=== Material provided ===

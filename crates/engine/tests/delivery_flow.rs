//! End-to-end delivery tests against real local HTTP endpoints.
//!
//! Each test spins up an axum capture server on an ephemeral port,
//! registers subscriptions against it, emits events, and observes the
//! terminal-outcome channel plus the stored delivery records.

use std::collections::VecDeque;
use std::sync::atomic::{AtomicUsize, Ordering};
use std::sync::{Arc, Mutex};
use std::time::Duration;

use axum::extract::State;
use axum::http::{HeaderMap, StatusCode};
use axum::routing::post;
use axum::Router;
use hookrelay_core::{signature, EventType};
use hookrelay_db::models::{DeliveryStatus, NewSubscription, SubscriptionChanges};
use hookrelay_db::{MemoryWebhookStore, WebhookStore};
use hookrelay_engine::{DeliveryOutcome, EngineConfig, WebhookEngine};
use tokio::sync::broadcast;

// ---------------------------------------------------------------------------
// Capture endpoint
// ---------------------------------------------------------------------------

/// Shared state of one capture endpoint.
#[derive(Clone)]
struct Capture {
    hits: Arc<AtomicUsize>,
    /// Headers and raw body of every request, in arrival order.
    requests: Arc<Mutex<Vec<(HeaderMap, String)>>>,
    /// Scripted response statuses; once drained, `default_status` applies.
    script: Arc<Mutex<VecDeque<u16>>>,
    default_status: u16,
}

impl Capture {
    fn new(default_status: u16) -> Self {
        Self {
            hits: Arc::new(AtomicUsize::new(0)),
            requests: Arc::new(Mutex::new(Vec::new())),
            script: Arc::new(Mutex::new(VecDeque::new())),
            default_status,
        }
    }

    fn with_script(default_status: u16, script: &[u16]) -> Self {
        let capture = Self::new(default_status);
        capture.script.lock().unwrap().extend(script.iter().copied());
        capture
    }

    fn hits(&self) -> usize {
        self.hits.load(Ordering::SeqCst)
    }
}

async fn capture_handler(
    State(capture): State<Capture>,
    headers: HeaderMap,
    body: String,
) -> StatusCode {
    capture.hits.fetch_add(1, Ordering::SeqCst);
    capture.requests.lock().unwrap().push((headers, body));
    let status = capture
        .script
        .lock()
        .unwrap()
        .pop_front()
        .unwrap_or(capture.default_status);
    StatusCode::from_u16(status).unwrap()
}

/// Serve the capture endpoint on an ephemeral port; returns its URL.
async fn spawn_endpoint(capture: Capture) -> String {
    let app = Router::new()
        .route("/hook", post(capture_handler))
        .with_state(capture);
    let listener = tokio::net::TcpListener::bind("127.0.0.1:0").await.unwrap();
    let addr = listener.local_addr().unwrap();
    tokio::spawn(async move {
        axum::serve(listener, app).await.unwrap();
    });
    format!("http://{addr}/hook")
}

// ---------------------------------------------------------------------------
// Engine helpers
// ---------------------------------------------------------------------------

fn test_engine(max_retries: i32, base_delay_ms: u64) -> (Arc<WebhookEngine>, Arc<MemoryWebhookStore>) {
    let store = Arc::new(MemoryWebhookStore::new());
    let config = EngineConfig {
        max_retries,
        base_delay: Duration::from_millis(base_delay_ms),
        request_timeout: Duration::from_secs(5),
        ..Default::default()
    };
    let engine = WebhookEngine::new(
        Arc::clone(&store) as Arc<dyn WebhookStore>,
        config,
    );
    (Arc::new(engine), store)
}

async fn register(
    engine: &WebhookEngine,
    owner: uuid::Uuid,
    url: &str,
    events: Vec<EventType>,
) -> hookrelay_db::models::WebhookSubscription {
    engine
        .register_webhook(
            owner,
            NewSubscription {
                url: url.into(),
                events,
                secret: None,
                metadata: None,
            },
        )
        .await
        .unwrap()
}

async fn next_outcome(rx: &mut broadcast::Receiver<DeliveryOutcome>) -> DeliveryOutcome {
    tokio::time::timeout(Duration::from_secs(10), rx.recv())
        .await
        .expect("timed out waiting for a delivery outcome")
        .expect("outcome channel closed")
}

// ---------------------------------------------------------------------------
// Fan-out
// ---------------------------------------------------------------------------

#[tokio::test]
async fn emit_fans_out_to_matching_subscriptions_only() {
    let (engine, store) = test_engine(3, 10);
    let owner = uuid::Uuid::new_v4();

    let capture = Capture::new(200);
    let url = spawn_endpoint(capture.clone()).await;

    let matching_a = register(&engine, owner, &url, vec![EventType::FileCreated]).await;
    let matching_b = register(&engine, owner, &url, vec![EventType::FileCreated]).await;
    let wrong_event = register(&engine, owner, &url, vec![EventType::TaskCompleted]).await;
    let inactive = register(&engine, owner, &url, vec![EventType::FileCreated]).await;
    engine
        .update_webhook(
            owner,
            inactive.id,
            SubscriptionChanges {
                is_active: Some(false),
                ..Default::default()
            },
        )
        .await
        .unwrap();

    let mut outcomes = engine.subscribe_outcomes();
    engine
        .emit(owner, EventType::FileCreated, serde_json::json!({"path": "/a"}))
        .await
        .unwrap();

    let first = next_outcome(&mut outcomes).await;
    let second = next_outcome(&mut outcomes).await;
    assert_eq!(first.status, DeliveryStatus::Success);
    assert_eq!(second.status, DeliveryStatus::Success);

    // Exactly one delivery per matching subscription, none for the rest.
    let deliveries_a = store.list_deliveries(matching_a.id, 10, 0).await.unwrap();
    let deliveries_b = store.list_deliveries(matching_b.id, 10, 0).await.unwrap();
    assert_eq!(deliveries_a.len(), 1);
    assert_eq!(deliveries_b.len(), 1);
    assert!(store.list_deliveries(wrong_event.id, 10, 0).await.unwrap().is_empty());
    assert!(store.list_deliveries(inactive.id, 10, 0).await.unwrap().is_empty());

    // Distinct delivery ids, shared emission payload.
    assert_ne!(deliveries_a[0].id, deliveries_b[0].id);
    assert_eq!(deliveries_a[0].payload, deliveries_b[0].payload);
    assert_eq!(deliveries_a[0].event, "file.created");
}

#[tokio::test]
async fn emit_with_no_matching_subscription_is_a_silent_no_op() {
    let (engine, _store) = test_engine(3, 10);
    let owner = uuid::Uuid::new_v4();

    // No subscriptions at all: emit succeeds and creates nothing.
    engine
        .emit(owner, EventType::TaskCompleted, serde_json::json!({}))
        .await
        .unwrap();

    assert_eq!(engine.pending_retries(), 0);
}

// ---------------------------------------------------------------------------
// Attempt outcomes and retry policy
// ---------------------------------------------------------------------------

#[tokio::test]
async fn first_attempt_success_is_terminal() {
    let (engine, store) = test_engine(3, 10);
    let owner = uuid::Uuid::new_v4();

    let capture = Capture::new(200);
    let url = spawn_endpoint(capture.clone()).await;
    let sub = register(&engine, owner, &url, vec![EventType::TaskCompleted]).await;

    let mut outcomes = engine.subscribe_outcomes();
    engine
        .emit(owner, EventType::TaskCompleted, serde_json::json!({"task": 1}))
        .await
        .unwrap();

    let outcome = next_outcome(&mut outcomes).await;
    assert_eq!(outcome.status, DeliveryStatus::Success);
    assert_eq!(outcome.attempts, 1);

    let delivery = &store.list_deliveries(sub.id, 10, 0).await.unwrap()[0];
    assert_eq!(delivery.status, "success");
    assert_eq!(delivery.attempts, 1);
    assert_eq!(delivery.response_code, Some(200));
    assert!(delivery.delivered_at.is_some());
    assert!(delivery.last_attempt_at.is_some());
    assert!(delivery.error.is_none());
    assert_eq!(capture.hits(), 1);
}

#[tokio::test]
async fn failing_endpoint_is_retried_exactly_max_retries_times() {
    let (engine, store) = test_engine(3, 10);
    let owner = uuid::Uuid::new_v4();

    let capture = Capture::new(500);
    let url = spawn_endpoint(capture.clone()).await;
    let sub = register(&engine, owner, &url, vec![EventType::TaskFailed]).await;

    let mut outcomes = engine.subscribe_outcomes();
    engine
        .emit(owner, EventType::TaskFailed, serde_json::json!({}))
        .await
        .unwrap();

    let outcome = next_outcome(&mut outcomes).await;
    assert_eq!(outcome.status, DeliveryStatus::Failed);
    assert_eq!(outcome.attempts, 3);
    assert_eq!(capture.hits(), 3);

    let delivery = &store.list_deliveries(sub.id, 10, 0).await.unwrap()[0];
    assert_eq!(delivery.status, "failed");
    assert_eq!(delivery.attempts, 3);
    assert_eq!(delivery.response_code, Some(500));

    // No fourth attempt is ever scheduled.
    assert_eq!(engine.pending_retries(), 0);
    tokio::time::sleep(Duration::from_millis(200)).await;
    assert_eq!(capture.hits(), 3);

    engine.cancel_all_pending();
    assert_eq!(engine.pending_retries(), 0);
}

#[tokio::test]
async fn success_on_second_attempt_stops_retries() {
    let (engine, store) = test_engine(3, 10);
    let owner = uuid::Uuid::new_v4();

    let capture = Capture::with_script(200, &[500]);
    let url = spawn_endpoint(capture.clone()).await;
    let sub = register(&engine, owner, &url, vec![EventType::SessionCompleted]).await;

    let mut outcomes = engine.subscribe_outcomes();
    engine
        .emit(owner, EventType::SessionCompleted, serde_json::json!({}))
        .await
        .unwrap();

    let outcome = next_outcome(&mut outcomes).await;
    assert_eq!(outcome.status, DeliveryStatus::Success);
    assert_eq!(outcome.attempts, 2);

    let delivery = &store.list_deliveries(sub.id, 10, 0).await.unwrap()[0];
    assert_eq!(delivery.status, "success");
    assert_eq!(delivery.attempts, 2);

    // A third attempt never happens.
    tokio::time::sleep(Duration::from_millis(200)).await;
    assert_eq!(capture.hits(), 2);
    assert_eq!(engine.pending_retries(), 0);
}

#[tokio::test]
async fn transport_error_is_recorded_and_counted() {
    // Port 1 on loopback: nothing listens there, connection is refused.
    let (engine, store) = test_engine(1, 10);
    let owner = uuid::Uuid::new_v4();
    let sub = register(
        &engine,
        owner,
        "http://127.0.0.1:1/hook",
        vec![EventType::MessageCreated],
    )
    .await;

    let mut outcomes = engine.subscribe_outcomes();
    engine
        .emit(owner, EventType::MessageCreated, serde_json::json!({}))
        .await
        .unwrap();

    let outcome = next_outcome(&mut outcomes).await;
    assert_eq!(outcome.status, DeliveryStatus::Failed);
    assert_eq!(outcome.attempts, 1);

    let delivery = &store.list_deliveries(sub.id, 10, 0).await.unwrap()[0];
    assert_eq!(delivery.status, "failed");
    assert!(delivery.error.is_some(), "transport error must be captured");
    assert!(delivery.response_code.is_none());
    assert!(delivery.response_body.is_none());
}

// ---------------------------------------------------------------------------
// Payload and signature stability across retries
// ---------------------------------------------------------------------------

#[tokio::test]
async fn retried_attempts_send_byte_identical_bodies() {
    let (engine, _store) = test_engine(3, 10);
    let owner = uuid::Uuid::new_v4();

    let capture = Capture::with_script(200, &[500]);
    let url = spawn_endpoint(capture.clone()).await;
    let sub = register(&engine, owner, &url, vec![EventType::StepCompleted]).await;

    let mut outcomes = engine.subscribe_outcomes();
    engine
        .emit(
            owner,
            EventType::StepCompleted,
            serde_json::json!({"step": "render", "index": 4}),
        )
        .await
        .unwrap();
    let outcome = next_outcome(&mut outcomes).await;
    assert_eq!(outcome.attempts, 2);

    let requests = capture.requests.lock().unwrap();
    assert_eq!(requests.len(), 2);

    let (first_headers, first_body) = &requests[0];
    let (second_headers, second_body) = &requests[1];

    // The body bytes are identical; only the signature may differ
    // because its embedded timestamp is the signing time.
    assert_eq!(first_body, second_body);

    let parsed: serde_json::Value = serde_json::from_str(first_body).unwrap();
    assert_eq!(parsed["event"], "step.completed");
    assert_eq!(parsed["data"]["step"], "render");
    assert!(parsed["id"].is_string());
    assert!(parsed["timestamp"].is_string());

    // Both signatures verify against the shared body.
    for headers in [first_headers, second_headers] {
        let sig = headers
            .get("x-webhook-signature")
            .expect("signature header present")
            .to_str()
            .unwrap();
        assert!(signature::verify(first_body, sig, &sub.secret, 300_000));

        assert_eq!(
            headers.get("x-webhook-event").unwrap().to_str().unwrap(),
            "step.completed"
        );
        assert!(headers.get("x-webhook-delivery").is_some());
        assert_eq!(
            headers.get("content-type").unwrap().to_str().unwrap(),
            "application/json"
        );
    }
}

// ---------------------------------------------------------------------------
// Shutdown
// ---------------------------------------------------------------------------

#[tokio::test]
async fn cancel_all_pending_stops_scheduled_retries() {
    // Long base delay so the retry timer is still pending when we cancel.
    let (engine, store) = test_engine(3, 60_000);
    let owner = uuid::Uuid::new_v4();

    let capture = Capture::new(500);
    let url = spawn_endpoint(capture.clone()).await;
    let sub = register(&engine, owner, &url, vec![EventType::TaskStarted]).await;

    engine
        .emit(owner, EventType::TaskStarted, serde_json::json!({}))
        .await
        .unwrap();

    // Wait until the first attempt has failed and its retry timer is armed.
    let deadline = tokio::time::Instant::now() + Duration::from_secs(5);
    while engine.pending_retries() == 0 {
        assert!(tokio::time::Instant::now() < deadline, "retry timer never armed");
        tokio::time::sleep(Duration::from_millis(10)).await;
    }
    assert_eq!(engine.pending_retries(), 1);
    let delivery = &store.list_deliveries(sub.id, 10, 0).await.unwrap()[0];
    assert_eq!(delivery.attempts, 1);

    engine.cancel_all_pending();
    assert_eq!(engine.pending_retries(), 0);

    // The cancelled timer never fires a second attempt; the record is
    // left untouched in its non-terminal state.
    tokio::time::sleep(Duration::from_millis(100)).await;
    assert_eq!(capture.hits(), 1);
    let delivery = &store.list_deliveries(sub.id, 10, 0).await.unwrap()[0];
    assert_eq!(delivery.status, "pending");
    assert_eq!(delivery.attempts, 1);
}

===

Give an exact copy of the lines above from the line with "assert_eq!(first.status, DeliveryStatus::Success);" up to and including the line with "async fn emit_with_no_matching_subscription_is_a_silent_no_op()", and leave everything else out.

Response box ->
    assert_eq!(first.status, DeliveryStatus::Success);
    assert_eq!(second.status, DeliveryStatus::Success);

    // Exactly one delivery per matching subscription, none for the rest.
    let deliveries_a = store.list_deliveries(matching_a.id, 10, 0).await.unwrap();
    let deliveries_b = store.list_deliveries(matching_b.id, 10, 0).await.unwrap();
    assert_eq!(deliveries_a.len(), 1);
    assert_eq!(deliveries_b.len(), 1);
    assert!(store.list_deliveries(wrong_event.id, 10, 0).await.unwrap().is_empty());
    assert!(store.list_deliveries(inactive.id, 10, 0).await.unwrap().is_empty());

    // Distinct delivery ids, shared emission payload.
    assert_ne!(deliveries_a[0].id, deliveries_b[0].id);
    assert_eq!(deliveries_a[0].payload, deliveries_b[0].payload);
    assert_eq!(deliveries_a[0].event, "file.created");
}

#[tokio::test]
async fn emit_with_no_matching_subscription_is_a_silent_no_op() {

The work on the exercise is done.